Les crédits de la forêt sont certes stables en 2011, mais ils ont augmenté toutes ces dernières années. Je remercie notre président d'avoir marqué sa réprobation au sujet du questionnaire laissé sans réponse. Je veux dire à M. Bérit-Débat que je ne suis pas pour ma part favorable à une réglementation de plus ; et il n'est pas toujours vrai que le classement entraîne des dépenses supplémentaires, sur les grands sites, les monuments déjà classés... En revanche, il infléchit la discussion sur les nouveaux équipements envisagés et leur insertion dans le paysage - je songe aux douze ponts que l'on veut installer sur la Loire.

En 2017, des SCOT seront établis sur tout le territoire.
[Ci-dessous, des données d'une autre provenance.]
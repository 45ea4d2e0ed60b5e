use std::collections::HashMap;

use duskcoin_chain::{Hash256, IndexedBlockHeader};

/// Looks up a previously accepted header by hash, grounded on the
/// teacher's `BlockHeaderProvider`. Template assembly uses this for
/// ancestor walks (locktime cutoff, median-time-past); block propagation
/// and serving headers to peers are the hosting node's job, out of scope
/// here.
pub trait BlockHeaderProvider: Send + Sync {
    fn block_header(&self, hash: &Hash256) -> Option<IndexedBlockHeader>;
}

#[derive(Default)]
pub struct MemoryBlockHeaderProvider {
    headers: HashMap<Hash256, IndexedBlockHeader>,
}

impl MemoryBlockHeaderProvider {
    pub fn new() -> Self {
        MemoryBlockHeaderProvider {
            headers: HashMap::new(),
        }
    }

    pub fn insert(&mut self, header: IndexedBlockHeader) {
        self.headers.insert(header.hash, header);
    }
}

impl BlockHeaderProvider for MemoryBlockHeaderProvider {
    fn block_header(&self, hash: &Hash256) -> Option<IndexedBlockHeader> {
        self.headers.get(hash).cloned()
    }
}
Les zones classées au patrimoine mondial doivent à mon sens faire l'objet d'un « porter à connaissance » sur ces documents. Les périmètres sont de plus en plus vastes, il faut les signaler - de même que des ouvrages et des sites particuliers, les forts Vauban, par exemple. Les obligations incombent aux élus et à l'État, le demandeur du classement et garant du respect des règles.

M. Claude Bérit-Débat . - J'ai seulement dit que les problèmes proviennent du manque de moyens et non de la réglementation.

M. Ambroise Dupont , rapporteur pour avis . - Au jour le jour, on a surtout besoin de vigilance et non forcément de beaucoup de moyens.

M. Jacques Legendre , président . - L'Unesco a classé hier au patrimoine mondial immatériel la cuisine gastronomique française. Mme Catherine Dumas en sera heureuse ! Cela flatte notre identité culturelle !

La commission émet un avis favorable à l'adoption des crédits de la mission « Écologie, développement et aménagement durables ».